Un silence étouffant remplissait la salle quand elle y fit son entrée. Seul le son de ses talons claquant sur le sol résonnait. Tous la regardaient se diriger vers la petite estrade d’où elle avait l’habitude de faire ses petits discours.

— Chers collègues et amis, je ne vais pas vous mentir. Il s’agit bien de moi sur la vidéo qui circule actuellement sur les réseaux sociaux. Par respect pour l’homme qui est en train de me faire l'amour, je tairais son nom et je vous demande de ne pas chercher à savoir de qui il s’agit…

— Sachez qu’il n’est pour rien dans ce qui s’est passé et qu’il est une victime de mes vieux démons que je pensais avoir vaincus...

— Hier soir, sous l’emprise d’une substance hallucinogène, j’ai de nouveau cédé à la tentation…

— J’ai demandé à être placé en disponibilité de mon poste afin de me soigner…

— Je vais ranger mes affaires dans mon bureau et ce sera la secrétaire générale de l'établissement qui gèrera les affaires courantes en attendant la nomination d’un nouveau directeur.

Un brouhaha s’éleva parmi les enseignants et le personnel du lycée. Cette attitude ne ressemblait pas au comportement habituel d’Eléonore de Longueville. C’était une battante qui avait su hisser son établissement parmi les meilleurs du pays par sa force de caractère. Ils se regardèrent tous abasourdis même s’ils comprenaient que la situation était très embarrassante pour leur directrice qu’ils respectaient, son abandon sans combattre les laissaient perplexes. Ils remarquèrent à peine qu’elle avait quitté la pièce et que seul Gérald s’était levé pour la suivre.

— Élisabeth ! Attendez ! Ne partez pas comme cela…

Surprise par les appels du professeur de musique, elle se retourna et attendit qu’il arrive à sa hauteur.

— Je sais ce qui se passe et je peux vous aider lui dit-il en lui montrant sa chevalière. Nous avons le même ennemi et ensemble nous pouvons le vaincre.

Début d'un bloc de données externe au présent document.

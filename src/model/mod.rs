pub mod structs;

pub use structs::*;
//! Failing accessors over a parsed HTML document.
//!
//! Every lookup either returns exactly the expected shape or an
//! [`ErrorKind::Structure`](crate::error::ErrorKind::Structure) error.
//! Locations are CSS selectors. Lookups below an element are anchored with
//! `:scope`, so `:scope > td` means the element's own cells only. html5ever
//! wraps bare table rows in `tbody`, so selectors that reach table rows spell
//! the `tbody` step out.

use std::sync::LazyLock;

use encoding_rs::{Encoding, UTF_8};
use regex::bytes::Regex;
use scraper::{ElementRef, Html, Selector};

use crate::error::{ErrorKind, Result, structure};

// Only the start of a document is searched for a declared encoding.
const PRESCAN_LIMIT: usize = 1024;

static META_CHARSET: LazyLock<Regex> = LazyLock::new(|| {
    Regex::new(r#"(?i-u)<meta[^>]*?charset\s*=\s*["']?\s*([a-z0-9_.:-]+)"#)
        .expect("meta charset pattern is valid")
});

pub fn document_from_string(html: &str) -> Html {
    Html::parse_document(html)
}

/// Parses raw body bytes, decoding them with the encoding named by a byte
/// order mark or a `<meta>` charset declaration, UTF-8 otherwise.
pub fn document_from_bytes(content: &[u8]) -> Html {
    let encoding = declared_encoding(content).unwrap_or(UTF_8);
    let (html, _, _) = encoding.decode(content);
    Html::parse_document(&html)
}

fn declared_encoding(content: &[u8]) -> Option<&'static Encoding> {
    if let Some((encoding, _)) = Encoding::for_bom(content) {
        return Some(encoding);
    }
    let head = &content[..content.len().min(PRESCAN_LIMIT)];
    let label = META_CHARSET.captures(head)?.get(1)?;
    Encoding::for_label(label.as_bytes()).map(Encoding::output_encoding)
}

fn selector(css: &str) -> Result<Selector> {
    Selector::parse(css)
        .map_err(|e| ErrorKind::InvalidArgument(format!("invalid selector {css:?}: {e}")).into())
}

/// All elements matching `css`, in document order.
pub fn select<'a>(document: &'a Html, css: &str) -> Result<Vec<ElementRef<'a>>> {
    Ok(document.select(&selector(css)?).collect())
}

/// All elements below `element` matching `css`.
pub fn select_from<'a>(element: ElementRef<'a>, css: &str) -> Result<Vec<ElementRef<'a>>> {
    Ok(element.select(&selector(css)?).collect())
}

fn only_one<'a>(found: Vec<ElementRef<'a>>, css: &str) -> Result<ElementRef<'a>> {
    match <[ElementRef<'a>; 1]>::try_from(found) {
        Ok([element]) => Ok(element),
        Err(found) => Err(structure(format!(
            "expected exactly one element at {css:?}, found {}",
            found.len()
        ))),
    }
}

pub fn select_one<'a>(document: &'a Html, css: &str) -> Result<ElementRef<'a>> {
    only_one(select(document, css)?, css)
}

pub fn select_one_from<'a>(element: ElementRef<'a>, css: &str) -> Result<ElementRef<'a>> {
    only_one(select_from(element, css)?, css)
}

/// Concatenated text of the element and all of its descendants.
pub fn text_content(element: ElementRef<'_>) -> String {
    element.text().collect()
}

/// Every descendant text node, in document order.
pub fn texts<'a>(element: ElementRef<'a>) -> Vec<&'a str> {
    element.text().collect()
}

/// Text nodes that are direct children of the element.
pub fn own_texts<'a>(element: ElementRef<'a>) -> Vec<&'a str> {
    element
        .children()
        .filter_map(|node| node.value().as_text())
        .map(|text| &**text)
        .collect()
}

/// Text before the first child element, if any.
pub fn leading_text<'a>(element: ElementRef<'a>) -> Option<&'a str> {
    element
        .children()
        .next()
        .and_then(|node| node.value().as_text())
        .map(|text| &**text)
}

/// Fails unless the single element at `css` has exactly `expected` as text.
pub fn check_text_content(document: &Html, css: &str, expected: &str) -> Result<()> {
    let element = select_one(document, css)?;
    let found = text_content(element);
    if found != expected {
        return Err(structure(format!(
            "text at {css:?} is {found:?}, expected {expected:?}"
        )));
    }
    Ok(())
}

pub fn remove_prefix<'a>(s: &'a str, prefix: &str) -> Result<&'a str> {
    s.strip_prefix(prefix)
        .ok_or_else(|| structure(format!("{s:?} does not start with {prefix:?}")))
}

pub fn remove_suffix<'a>(s: &'a str, suffix: &str) -> Result<&'a str> {
    s.strip_suffix(suffix)
        .ok_or_else(|| structure(format!("{s:?} does not end with {suffix:?}")))
}

#[cfg(test)]
mod tests {
    use super::*;

    const PAGE: &str = r#"<html><body>
<div id="main"><center><table>
<tr><th>A</th><th>B</th></tr>
<tr><td>1</td><td><font>x</font> y</td></tr>
<tr><td>2</td><td><font>z</font></td></tr>
</table></center>
<form name="p1" method="post"></form><form name="p2"></form>
text one<br>text two</div>
</body></html>"#;

    #[test]
    fn table_rows_sit_under_an_implied_tbody() {
        let document = document_from_string(PAGE);
        let rows = select(&document, "#main > center > table > tbody > tr").unwrap();
        assert_eq!(rows.len(), 3);
        assert!(select(&document, "#main > center > table > tr")
            .unwrap()
            .is_empty());
    }

    #[test]
    fn scope_limits_lookups_to_children() {
        let document = document_from_string(PAGE);
        let row = select_one(&document, "#main tbody > tr:nth-of-type(2)").unwrap();
        assert_eq!(select_from(row, ":scope > td").unwrap().len(), 2);
        assert!(select_from(row, ":scope > font").unwrap().is_empty());
        assert_eq!(select_from(row, "font").unwrap().len(), 1);
    }

    #[test]
    fn select_one_rejects_zero_and_many() {
        let document = document_from_string(PAGE);
        let err = select_one(&document, "#main > form").unwrap_err();
        assert!(err.is_structural());
        let err = select_one(&document, "#missing").unwrap_err();
        assert!(err.to_string().contains("found 0"));

        let form = select_one(&document, r#"#main > form[name="p1"]"#).unwrap();
        assert_eq!(form.value().attr("method"), Some("post"));
    }

    #[test]
    fn bad_selector_is_an_invalid_argument() {
        let document = document_from_string(PAGE);
        let err = select(&document, "tr[").unwrap_err();
        assert!(matches!(err.kind(), ErrorKind::InvalidArgument(_)));
    }

    #[test]
    fn text_helpers_distinguish_own_leading_and_all_text() {
        let document = document_from_string(PAGE);
        let cell = select_one(
            &document,
            "#main tbody > tr:nth-of-type(2) > td:nth-of-type(2)",
        )
        .unwrap();
        assert_eq!(text_content(cell), "x y");
        assert_eq!(texts(cell), vec!["x", " y"]);
        assert_eq!(own_texts(cell), vec![" y"]);
        assert_eq!(leading_text(cell), None);

        let font = select_one_from(cell, ":scope > font").unwrap();
        assert_eq!(leading_text(font), Some("x"));

        let main = select_one(&document, "#main").unwrap();
        assert_eq!(own_texts(main).last(), Some(&"text two"));
    }

    #[test]
    fn check_text_content_requires_exact_text() {
        let document = document_from_string(PAGE);
        let css = "#main tbody > tr:nth-of-type(1) > th:nth-of-type(2)";
        check_text_content(&document, css, "B").unwrap();
        assert!(check_text_content(&document, css, "B ").is_err());
    }

    #[test]
    fn prefix_and_suffix_must_be_present() {
        assert_eq!(remove_prefix("\n\t    921", "\n\t    ").unwrap(), "921");
        assert_eq!(remove_suffix("01\u{a0}", "\u{a0}").unwrap(), "01");
        assert!(remove_prefix("921", " ").unwrap_err().is_structural());
        assert!(remove_suffix("01", "\u{a0}").unwrap_err().is_structural());
    }

    // 流水號 in Big5
    const BIG5_TEXT: [u8; 6] = [0xac, 0x79, 0xa4, 0xf4, 0xb8, 0xb9];

    fn page_with_head(head: &str) -> Vec<u8> {
        let mut content = format!("<html><head>{head}</head><body><p>").into_bytes();
        content.extend_from_slice(&BIG5_TEXT);
        content.extend_from_slice(b"</p></body></html>");
        content
    }

    fn paragraph(document: &Html) -> String {
        text_content(select_one(document, "p").unwrap())
    }

    #[test]
    fn bytes_are_decoded_with_the_declared_charset() {
        let document = document_from_bytes(&page_with_head(r#"<meta charset="big5">"#));
        assert_eq!(paragraph(&document), "流水號");

        let document = document_from_bytes(&page_with_head(
            r#"<meta http-equiv="Content-Type" content="text/html; charset=Big5">"#,
        ));
        assert_eq!(paragraph(&document), "流水號");
    }

    #[test]
    fn undeclared_bytes_are_utf8() {
        let document = document_from_bytes("<p>流水號</p>".as_bytes());
        assert_eq!(paragraph(&document), "流水號");

        let document = document_from_bytes(&page_with_head(""));
        assert!(paragraph(&document).contains('\u{fffd}'));
    }
}
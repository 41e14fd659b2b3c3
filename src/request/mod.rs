//! Request module - the transport seam
//!
//! The clients only reach the server through [`HttpClient`], so any transport
//! that can follow redirects and keep cookies between requests can drive them.
//! The reqwest implementation lives behind the `reqwest-client` feature.

#![allow(async_fn_in_trait)] // the clients are driven on one task, Send futures are not needed

use std::fmt;

use url::Url;

use crate::error::{ErrorKind, Result};

#[cfg(feature = "reqwest-client")]
mod reqwest_client;
#[cfg(feature = "reqwest-client")]
pub use reqwest_client::*;

#[derive(Debug, Clone, Copy, PartialEq, Eq)]
pub enum Method {
    Get,
    Post,
}

impl Method {
    pub fn as_str(self) -> &'static str {
        match self {
            Method::Get => "GET",
            Method::Post => "POST",
        }
    }
}

impl fmt::Display for Method {
    fn fmt(&self, f: &mut fmt::Formatter<'_>) -> fmt::Result {
        f.write_str(self.as_str())
    }
}

/// A request for the caller to send. Building one performs no I/O.
#[derive(Debug, Clone, PartialEq, Eq)]
pub struct Request {
    pub method: Method,
    pub url: String,
    /// Form fields in document order.
    pub data: Vec<(String, String)>,
}

impl Request {
    pub fn field(&self, name: &str) -> Option<&str> {
        self.data
            .iter()
            .find(|(key, _)| key == name)
            .map(|(_, value)| value.as_str())
    }
}

/// A fully read response.
pub trait HttpResponse {
    fn status(&self) -> u16;

    /// Final URL, after any redirects were followed.
    fn url(&self) -> &str;

    /// Body decoded with the charset the transport was told about, UTF-8 if
    /// none.
    fn text(&self) -> &str;

    /// Body bytes exactly as received.
    fn content(&self) -> &[u8];

    fn raise_for_status(&self) -> Result<()> {
        let status = self.status();
        if (200..300).contains(&status) {
            Ok(())
        } else {
            Err(ErrorKind::HttpStatus {
                status,
                url: self.url().to_string(),
            }
            .into())
        }
    }
}

pub trait HttpClient {
    type Response: HttpResponse;

    /// Relative request URLs are resolved against this; response URLs must
    /// stay on its host.
    fn base_url(&self) -> &Url;

    async fn request(
        &self,
        method: Method,
        url: &str,
        data: Option<&[(String, String)]>,
        params: &[(&str, &str)],
        follow_redirects: bool,
    ) -> Result<Self::Response>;

    /// Sends a request produced by the sign-on flow.
    async fn send(&self, request: &Request, follow_redirects: bool) -> Result<Self::Response> {
        self.request(
            request.method,
            &request.url,
            Some(&request.data),
            &[],
            follow_redirects,
        )
        .await
    }
}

La directrice sourit de la naïveté du jeune homme.

— Cela fait plus de trente ans que je cherche un moyen de le mettre hors d’état de nuire mais avec ce dernier tour, il m'a achevée… Et il va détruire cette ville. Ne sentez-vous ces effluves de luxure et de stupre ?

— Si bien sûr ! C'est pourquoi nous devons mettre fin rapidement à ses agissements. Très vite il sera trop tard.

— Non ! Je suis lasse de ce combat. Je n’ai plus la force de me battre. Je m’en vais…

Elle s’éloigna, le laissant là seul immobile au pieds de l’escalier qui montait au bureau directorial où elle s’enferma avant de s’effondrer en larmes.

Tout ce qu'elle avait patiemment bâti durant sa vie, sa carrière, sa vie, tout cela venait d’être détruit à cause d’un instant de faiblesse. Elle savait pourtant que les séquelles d’une exposition aux poussières émises par ces papillons étaient irréversibles. Elle avait cru pouvoir y échapper en se plongeant avec l’aide de Sylvie et Arthur dans les mystères de la Dame.

Elle leur avait promis de protéger sa ville natale des méfaits de comte mais elle venait d'échouer lamentablement.

Elle se mit à écrire le discours qu’elle avait tenu devant ses collègues et l’envoya aux représentants des parents d’élèves et à ses supérieurs.

Après quelques minutes à se lamenter sur son sort sa résolution fut prise. Elle allait quitter cette ville. Elle rejoindrait le fils d’un vieil ami en Afrique pour l’aider à tenir le dispensaire et le centre éducatif que sa famille avait créés à l’époque coloniale. Là-bas, elle serait loin du comte et du pollen de la Pandora qui ne pouvait pas pousser sous ce climat équatorial.

Après le discours de Madame de Longueville, les enseignants réussirent à reprendre en main les élèves. Ils purent assurer leurs cours même si certains enfin plutôt certaines lycéennes ne semblaient pas dans leur état normal et qu’elles aguichaient les garçons autours d'elles.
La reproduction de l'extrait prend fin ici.